Work to be completed
Nothing in the data may be changed; retype all of it.

━━━ Material shown

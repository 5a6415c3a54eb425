// Copyright (c) 2025 Erick Bourgeois, firestoned
// SPDX-License-Identifier: MIT

//! Prometheus metrics of the controller.
//!
//! Metrics are registered in a process-wide registry with the namespace prefix
//! `prometheus_config_controller_` and exposed on the `/metrics` endpoint.
//! Components never touch the statics directly: they receive an
//! `Arc<dyn Telemetry>` and record by metric name, which keeps them testable with a
//! recording fake.
//!
//! # Metrics
//!
//! - `reconciliations_total{loop,status}` and `reconciliation_duration_seconds{loop}`
//! - `resource_errors_total{resource,kind}`
//! - `reloads_total{result}`
//! - `scrape_configs_generated`
//! - `certificate_files_written_total` and `certificate_files_removed_total`
//!
//! # Example
//!
//! ```rust,no_run
//! use prometheus_config_controller::metrics::{PrometheusTelemetry, Telemetry, RELOADS};
//!
//! let telemetry = PrometheusTelemetry;
//! telemetry.inc(RELOADS, &["success"]);
//! ```

use prometheus::{
    Counter, CounterVec, Encoder, Histogram, HistogramOpts, HistogramVec, Opts, Registry,
    TextEncoder,
};
use std::sync::LazyLock;
use tracing::{debug, warn};

// ============================================================================
// Metric Name Constants
// ============================================================================

/// Namespace prefix for all metrics
const METRICS_NAMESPACE: &str = "prometheus_config_controller";

/// Reconciliations by loop and status
pub const RECONCILIATIONS: &str = "reconciliations_total";

/// Reconciliation duration by loop
pub const RECONCILIATION_DURATION: &str = "reconciliation_duration_seconds";

/// Resource step errors by resource and error kind
pub const RESOURCE_ERRORS: &str = "resource_errors_total";

/// Reload decisions by result
pub const RELOADS: &str = "reloads_total";

/// Number of scrape configs produced per build
pub const SCRAPE_CONFIGS_GENERATED: &str = "scrape_configs_generated";

/// Certificate files written to disk
pub const CERTIFICATE_FILES_WRITTEN: &str = "certificate_files_written_total";

/// Certificate files removed from disk
pub const CERTIFICATE_FILES_REMOVED: &str = "certificate_files_removed_total";

// ============================================================================
// Global Metrics Registry
// ============================================================================

/// Global Prometheus metrics registry
pub static METRICS_REGISTRY: LazyLock<Registry> = LazyLock::new(Registry::new);

fn register<M>(metric: M) -> M
where
    M: prometheus::core::Collector + Clone + 'static,
{
    METRICS_REGISTRY
        .register(Box::new(metric.clone()))
        .expect("metric registered once");
    metric
}

fn opts(name: &str, help: &str) -> Opts {
    Opts::new(format!("{METRICS_NAMESPACE}_{name}"), help)
}

/// Total number of reconciliations by loop and status
///
/// Labels:
/// - `loop`: `main` or `reload`
/// - `status`: `success`, `requeue`, `error` or `cancelled`
pub static RECONCILIATIONS_TOTAL: LazyLock<CounterVec> = LazyLock::new(|| {
    register(
        CounterVec::new(
            opts(RECONCILIATIONS, "Total number of reconciliations by loop and status"),
            &["loop", "status"],
        )
        .expect("valid metric definition"),
    )
});

/// Duration of reconciliations in seconds
pub static RECONCILIATION_DURATION_SECONDS: LazyLock<HistogramVec> = LazyLock::new(|| {
    let opts = HistogramOpts::new(
        format!("{METRICS_NAMESPACE}_{RECONCILIATION_DURATION}"),
        "Duration of reconciliations in seconds by loop",
    )
    .buckets(vec![0.001, 0.01, 0.1, 0.5, 1.0, 2.0, 5.0, 10.0, 30.0, 60.0]);
    register(HistogramVec::new(opts, &["loop"]).expect("valid metric definition"))
});

/// Total number of failed resource steps
///
/// Labels:
/// - `resource`: `certificate`, `configmap` or `reload`
/// - `kind`: error kind, e.g. `config_map_not_found`
pub static RESOURCE_ERRORS_TOTAL: LazyLock<CounterVec> = LazyLock::new(|| {
    register(
        CounterVec::new(
            opts(RESOURCE_ERRORS, "Total number of failed resource steps by kind"),
            &["resource", "kind"],
        )
        .expect("valid metric definition"),
    )
});

/// Total number of reload decisions
///
/// Labels:
/// - `result`: `success`, `throttled`, `unchanged` or `failed`
pub static RELOADS_TOTAL: LazyLock<CounterVec> = LazyLock::new(|| {
    register(
        CounterVec::new(
            opts(RELOADS, "Total number of Prometheus reload decisions by result"),
            &["result"],
        )
        .expect("valid metric definition"),
    )
});

/// Number of scrape configs generated per build
pub static SCRAPE_CONFIGS_GENERATED_HISTOGRAM: LazyLock<Histogram> = LazyLock::new(|| {
    let opts = HistogramOpts::new(
        format!("{METRICS_NAMESPACE}_{SCRAPE_CONFIGS_GENERATED}"),
        "Number of scrape configs generated per build",
    )
    .buckets(vec![0.0, 5.0, 10.0, 25.0, 50.0, 100.0, 250.0, 500.0, 1000.0]);
    register(Histogram::with_opts(opts).expect("valid metric definition"))
});

/// Total number of certificate files written
pub static CERTIFICATE_FILES_WRITTEN_TOTAL: LazyLock<Counter> = LazyLock::new(|| {
    register(
        Counter::with_opts(opts(
            CERTIFICATE_FILES_WRITTEN,
            "Total number of certificate files written",
        ))
        .expect("valid metric definition"),
    )
});

/// Total number of certificate files removed
pub static CERTIFICATE_FILES_REMOVED_TOTAL: LazyLock<Counter> = LazyLock::new(|| {
    register(
        Counter::with_opts(opts(
            CERTIFICATE_FILES_REMOVED,
            "Total number of certificate files removed",
        ))
        .expect("valid metric definition"),
    )
});

// ============================================================================
// Telemetry
// ============================================================================

/// Narrow recording interface handed to components.
pub trait Telemetry: Send + Sync {
    /// Increment counter `name` for the given label values.
    fn inc(&self, name: &str, labels: &[&str]);

    /// Record `value` on histogram `name` for the given label values.
    fn observe(&self, name: &str, labels: &[&str], value: f64);
}

/// [`Telemetry`] backed by the global registry.
#[derive(Debug, Clone, Copy, Default)]
pub struct PrometheusTelemetry;

impl Telemetry for PrometheusTelemetry {
    fn inc(&self, name: &str, labels: &[&str]) {
        let vec = match name {
            RECONCILIATIONS => &*RECONCILIATIONS_TOTAL,
            RESOURCE_ERRORS => &*RESOURCE_ERRORS_TOTAL,
            RELOADS => &*RELOADS_TOTAL,
            CERTIFICATE_FILES_WRITTEN => return CERTIFICATE_FILES_WRITTEN_TOTAL.inc(),
            CERTIFICATE_FILES_REMOVED => return CERTIFICATE_FILES_REMOVED_TOTAL.inc(),
            _ => {
                debug!(metric = name, "Ignoring unknown counter");
                return;
            }
        };

        match vec.get_metric_with_label_values(labels) {
            Ok(counter) => counter.inc(),
            Err(e) => warn!(metric = name, error = %e, "Failed to record counter"),
        }
    }

    fn observe(&self, name: &str, labels: &[&str], value: f64) {
        let vec = match name {
            RECONCILIATION_DURATION => &*RECONCILIATION_DURATION_SECONDS,
            SCRAPE_CONFIGS_GENERATED => return SCRAPE_CONFIGS_GENERATED_HISTOGRAM.observe(value),
            _ => {
                debug!(metric = name, "Ignoring unknown histogram");
                return;
            }
        };

        match vec.get_metric_with_label_values(labels) {
            Ok(histogram) => histogram.observe(value),
            Err(e) => warn!(metric = name, error = %e, "Failed to record histogram"),
        }
    }
}

/// Gather and encode all metrics in Prometheus text format
///
/// # Errors
/// Returns error if encoding fails
pub fn gather_metrics() -> Result<String, prometheus::Error> {
    let encoder = TextEncoder::new();
    let metric_families = METRICS_REGISTRY.gather();
    let mut buffer = Vec::new();
    encoder.encode(&metric_families, &mut buffer)?;
    String::from_utf8(buffer).map_err(|e| prometheus::Error::Msg(format!("UTF-8 error: {e}")))
}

━━━━━━

Solved exercise
repository 5a6415c3a54eb425
// Copyright (c) 2025 Erick Bourgeois, firestoned
// SPDX-License-Identifier: MIT

//! Prometheus metrics of the controller.
//!
//! Metrics are registered in a process-wide registry with the namespace prefix
//! `prometheus_config_controller_` and exposed on the `/metrics` endpoint.
//! Components never touch the statics directly: they receive an
//! `Arc<dyn Telemetry>` and record by metric name, which keeps them testable with a
//! recording fake.
//!
//! # Metrics
//!
//! - `reconciliations_total{loop,status}` and `reconciliation_duration_seconds{loop}`
//! - `resource_errors_total{resource,kind}`
//! - `reloads_total{result}`
//! - `scrape_configs_generated`
//! - `certificate_files_written_total` and `certificate_files_removed_total`
//!
//! # Example
//!
//! ```rust,no_run
//! use prometheus_config_controller::metrics::{PrometheusTelemetry, Telemetry, RELOADS};
//!
//! let telemetry = PrometheusTelemetry;
//! telemetry.inc(RELOADS, &["success"]);
//! ```

use prometheus::{
    Counter, CounterVec, Encoder, Histogram, HistogramOpts, HistogramVec, Opts, Registry,
    TextEncoder,
};
use std::sync::LazyLock;
use tracing::{debug, warn};

// ============================================================================
// Metric Name Constants
// ============================================================================

/// Namespace prefix for all metrics
const METRICS_NAMESPACE: &str = "prometheus_config_controller";

/// Reconciliations by loop and status
pub const RECONCILIATIONS: &str = "reconciliations_total";

/// Reconciliation duration by loop
pub const RECONCILIATION_DURATION: &str = "reconciliation_duration_seconds";

/// Resource step errors by resource and error kind
pub const RESOURCE_ERRORS: &str = "resource_errors_total";

/// Reload decisions by result
pub const RELOADS: &str = "reloads_total";

/// Number of scrape configs produced per build
pub const SCRAPE_CONFIGS_GENERATED: &str = "scrape_configs_generated";

/// Certificate files written to disk
pub const CERTIFICATE_FILES_WRITTEN: &str = "certificate_files_written_total";

/// Certificate files removed from disk
pub const CERTIFICATE_FILES_REMOVED: &str = "certificate_files_removed_total";

// ============================================================================
// Global Metrics Registry
// ============================================================================

/// Global Prometheus metrics registry
pub static METRICS_REGISTRY: LazyLock<Registry> = LazyLock::new(Registry::new);

fn register<M>(metric: M) -> M
where
    M: prometheus::core::Collector + Clone + 'static,
{
    METRICS_REGISTRY
        .register(Box::new(metric.clone()))
        .expect("metric registered once");
    metric
}

fn opts(name: &str, help: &str) -> Opts {
    Opts::new(format!("{METRICS_NAMESPACE}_{name}"), help)
}

/// Total number of reconciliations by loop and status
///
/// Labels:
/// - `loop`: `main` or `reload`
/// - `status`: `success`, `requeue`, `error` or `cancelled`
pub static RECONCILIATIONS_TOTAL: LazyLock<CounterVec> = LazyLock::new(|| {
    register(
        CounterVec::new(
            opts(RECONCILIATIONS, "Total number of reconciliations by loop and status"),
            &["loop", "status"],
        )
        .expect("valid metric definition"),
    )
});

/// Duration of reconciliations in seconds
pub static RECONCILIATION_DURATION_SECONDS: LazyLock<HistogramVec> = LazyLock::new(|| {
    let opts = HistogramOpts::new(
        format!("{METRICS_NAMESPACE}_{RECONCILIATION_DURATION}"),
        "Duration of reconciliations in seconds by loop",
    )
    .buckets(vec![0.001, 0.01, 0.1, 0.5, 1.0, 2.0, 5.0, 10.0, 30.0, 60.0]);
    register(HistogramVec::new(opts, &["loop"]).expect("valid metric definition"))
});

/// Total number of failed resource steps
///
/// Labels:
/// - `resource`: `certificate`, `configmap` or `reload`
/// - `kind`: error kind, e.g. `config_map_not_found`
pub static RESOURCE_ERRORS_TOTAL: LazyLock<CounterVec> = LazyLock::new(|| {
    register(
        CounterVec::new(
            opts(RESOURCE_ERRORS, "Total number of failed resource steps by kind"),
            &["resource", "kind"],
        )
        .expect("valid metric definition"),
    )
});

/// Total number of reload decisions
///
/// Labels:
/// - `result`: `success`, `throttled`, `unchanged` or `failed`
pub static RELOADS_TOTAL: LazyLock<CounterVec> = LazyLock::new(|| {
    register(
        CounterVec::new(
            opts(RELOADS, "Total number of Prometheus reload decisions by result"),
            &["result"],
        )
        .expect("valid metric definition"),
    )
});

/// Number of scrape configs generated per build
pub static SCRAPE_CONFIGS_GENERATED_HISTOGRAM: LazyLock<Histogram> = LazyLock::new(|| {
    let opts = HistogramOpts::new(
        format!("{METRICS_NAMESPACE}_{SCRAPE_CONFIGS_GENERATED}"),
        "Number of scrape configs generated per build",
    )
    .buckets(vec![0.0, 5.0, 10.0, 25.0, 50.0, 100.0, 250.0, 500.0, 1000.0]);
    register(Histogram::with_opts(opts).expect("valid metric definition"))
});

/// Total number of certificate files written
pub static CERTIFICATE_FILES_WRITTEN_TOTAL: LazyLock<Counter> = LazyLock::new(|| {
    register(
        Counter::with_opts(opts(
            CERTIFICATE_FILES_WRITTEN,
            "Total number of certificate files written",
        ))
        .expect("valid metric definition"),
    )
});

/// Total number of certificate files removed
pub static CERTIFICATE_FILES_REMOVED_TOTAL: LazyLock<Counter> = LazyLock::new(|| {
    register(
        Counter::with_opts(opts(
            CERTIFICATE_FILES_REMOVED,
            "Total number of certificate files removed",
        ))
        .expect("valid metric definition"),
    )
});

// ============================================================================
// Telemetry
// ============================================================================

/// Narrow recording interface handed to components.
pub trait Telemetry: Send + Sync {
    /// Increment counter `name` for the given label values.
    fn inc(&self, name: &str, labels: &[&str]);

    /// Record `value` on histogram `name` for the given label values.
    fn observe(&self, name: &str, labels: &[&str], value: f64);
}

/// [`Telemetry`] backed by the global registry.
#[derive(Debug, Clone, Copy, Default)]
pub struct PrometheusTelemetry;

impl Telemetry for PrometheusTelemetry {
    fn inc(&self, name: &str, labels: &[&str]) {
        let vec = match name {
            RECONCILIATIONS => &*RECONCILIATIONS_TOTAL,
            RESOURCE_ERRORS => &*RESOURCE_ERRORS_TOTAL,
            RELOADS => &*RELOADS_TOTAL,
            CERTIFICATE_FILES_WRITTEN => return CERTIFICATE_FILES_WRITTEN_TOTAL.inc(),
            CERTIFICATE_FILES_REMOVED => return CERTIFICATE_FILES_REMOVED_TOTAL.inc(),
            _ => {
                debug!(metric = name, "Ignoring unknown counter");
                return;
            }
        };

        match vec.get_metric_with_label_values(labels) {
            Ok(counter) => counter.inc(),
            Err(e) => warn!(metric = name, error = %e, "Failed to record counter"),
        }
    }

    fn observe(&self, name: &str, labels: &[&str], value: f64) {
        let vec = match name {
            RECONCILIATION_DURATION => &*RECONCILIATION_DURATION_SECONDS,
            SCRAPE_CONFIGS_GENERATED => return SCRAPE_CONFIGS_GENERATED_HISTOGRAM.observe(value),
            _ => {
                debug!(metric = name, "Ignoring unknown histogram");
                return;
            }
        };

        match vec.get_metric_with_label_values(labels) {
            Ok(histogram) => histogram.observe(value),
            Err(e) => warn!(metric = name, error = %e, "Failed to record histogram"),
        }
    }
}

/// Gather and encode all metrics in Prometheus text format
///
/// # Errors
/// Returns error if encoding fails
pub fn gather_metrics() -> Result<String, prometheus::Error> {
    let encoder = TextEncoder::new();
    let metric_families = METRICS_REGISTRY.gather();
    let mut buffer = Vec::new();
    encoder.encode(&metric_families, &mut buffer)?;
    String::from_utf8(buffer).map_err(|e| prometheus::Error::Msg(format!("UTF-8 error: {e}")))
}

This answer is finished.